In this instance, the assignment that took place was a legal one.  Where legal assignments take place, following the case of Jones v Link Financial Limited [2013], the assignee can become one of the creditors for the purposes of s.140 of the CCA.  It follows from this, that claims under s.140 could be made against the assignee, either by itself or as co defendant with the assignor.

Elderbridge argued that it should not be found liable as the creditor, as referred to in s.140(1)(c) CCA, but rather it should, as a matter of construction, be the creditor “who bears responsibility for the act or omission”, that is, in this case, GE Money.

Unlike the case of Jones, the unfair relationship founded in this case did not stem from statute, but rather, a breach of fiduciary duty.  Essentially, a personal duty owed by the assignor to disclose the amount of commission that would pass from the assignor to the broker.  It was held that the fiduciary duty and the subsequent breach occurred before the loan agreement was entered into.  Thus, liability under s.140A could not pass from the assignor to the assignee, and the party responsible for the breach remained with GE Money.

The judge went as far as to say that even if he were wrong in his conclusion, that in exercising the court’s discretion under s.140B, any remedies should be against GE and not Elderbridge, effectively as the party responsible.


Although in cases of half-secret commission, rescission is not available as a right, the court still has discretion over whether to grant it as a remedy.  In this case the judge considered it disproportionate to order rescission, but rather chose to award damages equivalent to the commission payment (£1,700) plus interest at 4% per annum from the start date of the agreement to the date of judgment, which came to £2,700.11.


Fiduciary duty: Fiduciary relationships can be founded between individuals and brokers, and commission payments that pass from lender to broker can amount to a breach of fiduciary duty.  Even where it is considered that the debtors have knowledge of commission passing between broker and lender, where the amount is not disclosed, it can still be found that informed consent was not given.

Assignment: Where fiduciary breaches occur pre-agreement, it may be found that liability does not pass under s.140 and the original creditor/assignor will remain liable.

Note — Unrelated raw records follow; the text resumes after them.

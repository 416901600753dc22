//! Optional proficiency slots per origin
//!
//! Race, class and background may each offer "choose N from this list" slots
//! for a proficiency type. Each origin keeps its own allocation; the combined
//! view across origins is derived and rebuilt after every change.

use ahash::{AHashMap, AHashSet};
use serde::{Deserialize, Serialize};

use crate::core::error::{LedgerError, Result};
use crate::core::normalize::normalize;
use crate::core::types::{Origin, ProficiencyType};

/// Slots offered by one origin
#[derive(Debug, Clone, Default, PartialEq, Eq, Serialize, Deserialize)]
#[serde(default)]
pub struct AllocationConfig {
    pub allowed: u32,
    pub options: Vec<String>,
    pub selected: Vec<String>,
}

impl AllocationConfig {
    pub fn is_selected(&self, name: &str) -> bool {
        let key = normalize(name);
        self.selected.iter().any(|s| normalize(s) == key)
    }

    /// Option entry matching `name`, in its stored casing
    pub fn find_option(&self, name: &str) -> Option<&str> {
        let key = normalize(name);
        self.options
            .iter()
            .find(|o| normalize(o) == key)
            .map(String::as_str)
    }

    pub fn remaining(&self) -> u32 {
        self.allowed.saturating_sub(self.selected.len() as u32)
    }

    /// Remove `name` from the selection, returning the stored casing
    fn take_selected(&mut self, name: &str) -> Option<String> {
        let key = normalize(name);
        let idx = self.selected.iter().position(|s| normalize(s) == key)?;
        Some(self.selected.remove(idx))
    }
}

/// Sum/union view across all origins
#[derive(Debug, Clone, Default, PartialEq, Eq, Serialize, Deserialize)]
#[serde(default)]
pub struct AggregateAllocation {
    pub allowed: u64,
    pub options: Vec<String>,
    pub selected: Vec<String>,
}

/// Everything tracked for one proficiency type
#[derive(Debug, Clone, Default, PartialEq, Eq, Serialize, Deserialize)]
#[serde(default)]
pub struct OptionalProficiencies {
    #[serde(flatten)]
    pub aggregate: AggregateAllocation,
    pub race: Option<AllocationConfig>,
    pub class: Option<AllocationConfig>,
    pub background: Option<AllocationConfig>,
}

impl OptionalProficiencies {
    pub fn origin(&self, origin: Origin) -> Option<&AllocationConfig> {
        match origin {
            Origin::Race => self.race.as_ref(),
            Origin::Class => self.class.as_ref(),
            Origin::Background => self.background.as_ref(),
        }
    }

    pub fn origin_mut(&mut self, origin: Origin) -> &mut Option<AllocationConfig> {
        match origin {
            Origin::Race => &mut self.race,
            Origin::Class => &mut self.class,
            Origin::Background => &mut self.background,
        }
    }

    /// Rebuild the aggregate from the three origins
    pub fn recompute(&mut self) {
        let mut aggregate = AggregateAllocation::default();
        let mut seen_options = AHashSet::new();
        let mut seen_selected = AHashSet::new();

        for origin in Origin::ALL {
            let Some(config) = self.origin(origin) else {
                continue;
            };
            aggregate.allowed += u64::from(config.allowed);
            for name in &config.options {
                if seen_options.insert(normalize(name)) {
                    aggregate.options.push(name.clone());
                }
            }
            for name in &config.selected {
                if seen_selected.insert(normalize(name)) {
                    aggregate.selected.push(name.clone());
                }
            }
        }

        self.aggregate = aggregate;
    }
}

/// Optional allocations for every proficiency type
#[derive(Debug, Clone, Default, Serialize, Deserialize)]
#[serde(rename_all = "camelCase", default)]
pub struct OptionalAllocationTracker {
    optional_proficiencies: AHashMap<ProficiencyType, OptionalProficiencies>,
}

impl OptionalAllocationTracker {
    pub fn new() -> Self {
        Self::default()
    }

    /// Seed the type and fill any missing origin. Returns true if anything changed.
    pub fn ensure_type(&mut self, ty: ProficiencyType) -> bool {
        let mut changed = false;
        let entry = self.optional_proficiencies.entry(ty).or_insert_with(|| {
            changed = true;
            OptionalProficiencies::default()
        });
        for origin in Origin::ALL {
            let slot = entry.origin_mut(origin);
            if slot.is_none() {
                *slot = Some(AllocationConfig::default());
                changed = true;
            }
        }
        entry.recompute();
        changed
    }

    pub fn has_type(&self, ty: ProficiencyType) -> bool {
        self.optional_proficiencies.contains_key(&ty)
    }

    pub fn get(&self, ty: ProficiencyType) -> Option<&OptionalProficiencies> {
        self.optional_proficiencies.get(&ty)
    }

    pub fn config(&self, ty: ProficiencyType, origin: Origin) -> Option<&AllocationConfig> {
        self.optional_proficiencies.get(&ty)?.origin(origin)
    }

    /// Combined view for a type; empty if the type was never seeded
    pub fn aggregate(&self, ty: ProficiencyType) -> AggregateAllocation {
        self.optional_proficiencies
            .get(&ty)
            .map(|optional| optional.aggregate.clone())
            .unwrap_or_default()
    }

    pub fn recompute(&mut self, ty: ProficiencyType) {
        if let Some(optional) = self.optional_proficiencies.get_mut(&ty) {
            optional.recompute();
        }
    }

    /// Replace an origin's slot count and options.
    ///
    /// Existing selections are kept even when they drop out of the new
    /// options. Selections beyond the new slot count are trimmed from the end
    /// and returned so their grants can be retracted.
    pub fn configure(
        &mut self,
        ty: ProficiencyType,
        origin: Origin,
        allowed: u32,
        options: &[String],
    ) -> Result<Vec<String>> {
        let mut unique = Vec::with_capacity(options.len());
        let mut seen = AHashSet::new();
        for option in options {
            let key = normalize(option);
            if key.is_empty() {
                return Err(LedgerError::Validation(format!(
                    "empty option in {origin} {ty} allocation"
                )));
            }
            if seen.insert(key) {
                unique.push(option.trim().to_string());
            }
        }

        let optional = self.optional_proficiencies.entry(ty).or_default();
        let config = optional.origin_mut(origin).get_or_insert_with(AllocationConfig::default);
        config.allowed = allowed;
        config.options = unique;
        let trimmed = if config.selected.len() > allowed as usize {
            config.selected.split_off(allowed as usize)
        } else {
            Vec::new()
        };
        optional.recompute();
        Ok(trimmed)
    }

    /// Reset an origin to zero slots, returning what had been selected
    pub fn clear(&mut self, ty: ProficiencyType, origin: Origin) -> Result<Vec<String>> {
        let optional = self
            .optional_proficiencies
            .get_mut(&ty)
            .ok_or(LedgerError::NotConfigured { ty, origin })?;
        let config = optional
            .origin_mut(origin)
            .as_mut()
            .ok_or(LedgerError::NotConfigured { ty, origin })?;
        let selected = std::mem::take(&mut config.selected);
        *config = AllocationConfig::default();
        optional.recompute();
        Ok(selected)
    }

    /// Record a selection after checking every precondition.
    ///
    /// Returns the option's stored casing.
    pub fn select(&mut self, ty: ProficiencyType, origin: Origin, name: &str) -> Result<String> {
        if normalize(name).is_empty() {
            return Err(LedgerError::Validation(format!(
                "empty name selected for {origin} {ty}"
            )));
        }
        let optional = self
            .optional_proficiencies
            .get_mut(&ty)
            .ok_or(LedgerError::NotConfigured { ty, origin })?;
        let config = optional
            .origin_mut(origin)
            .as_mut()
            .ok_or(LedgerError::NotConfigured { ty, origin })?;

        if config.is_selected(name) {
            return Err(LedgerError::NotAvailable {
                ty,
                origin,
                name: name.to_string(),
                reason: "already selected",
            });
        }
        if config.selected.len() >= config.allowed as usize {
            return Err(LedgerError::LimitExceeded {
                ty,
                origin,
                allowed: config.allowed,
            });
        }
        let Some(option) = config.find_option(name).map(str::to_string) else {
            return Err(LedgerError::NotAvailable {
                ty,
                origin,
                name: name.to_string(),
                reason: "not one of the options",
            });
        };

        config.selected.push(option.clone());
        optional.recompute();
        Ok(option)
    }

    /// Drop a selection, returning its stored casing
    pub fn deselect(&mut self, ty: ProficiencyType, origin: Origin, name: &str) -> Result<String> {
        if normalize(name).is_empty() {
            return Err(LedgerError::Validation(format!(
                "empty name deselected for {origin} {ty}"
            )));
        }
        let optional = self
            .optional_proficiencies
            .get_mut(&ty)
            .ok_or(LedgerError::NotConfigured { ty, origin })?;
        let config = optional
            .origin_mut(origin)
            .as_mut()
            .ok_or(LedgerError::NotConfigured { ty, origin })?;

        let removed = config
            .take_selected(name)
            .ok_or_else(|| LedgerError::NotAvailable {
                ty,
                origin,
                name: name.to_string(),
                reason: "not selected",
            })?;
        optional.recompute();
        Ok(removed)
    }

    /// Remove `name` from every origin's selection except `skip`.
    ///
    /// Returns the origins that gave it up, with the stored casing.
    pub fn take_from_other_origins(
        &mut self,
        ty: ProficiencyType,
        name: &str,
        skip: Option<Origin>,
    ) -> Vec<(Origin, String)> {
        let Some(optional) = self.optional_proficiencies.get_mut(&ty) else {
            return Vec::new();
        };

        let mut taken = Vec::new();
        for origin in Origin::ALL {
            if Some(origin) == skip {
                continue;
            }
            if let Some(config) = optional.origin_mut(origin).as_mut() {
                if let Some(removed) = config.take_selected(name) {
                    taken.push((origin, removed));
                }
            }
        }

        if !taken.is_empty() {
            optional.recompute();
        }
        taken
    }

    /// Options an origin still offers, minus selections and anything in `exclude`
    pub fn available(
        &self,
        ty: ProficiencyType,
        origin: Origin,
        exclude: impl Fn(&str) -> bool,
    ) -> Vec<String> {
        let Some(config) = self.config(ty, origin) else {
            return Vec::new();
        };
        config
            .options
            .iter()
            .filter(|option| !config.is_selected(option) && !exclude(option))
            .cloned()
            .collect()
    }
}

Guidance: To protect your position as a lender, it is advisable to be more transparent about commission payments in pre contractual information and disclose the amounts paid without requiring the customer to ask. This ambiguity over commission payment and amount gives rise to potential claims as being ‘secret’ or ‘half-secret’ commissions.

As a customer and/or borrower, it is advisable to read thoroughly through contractual documents before signing up to an agreement, and if there is any uncertainty as to any of the content, ask the broker or lender for clarity.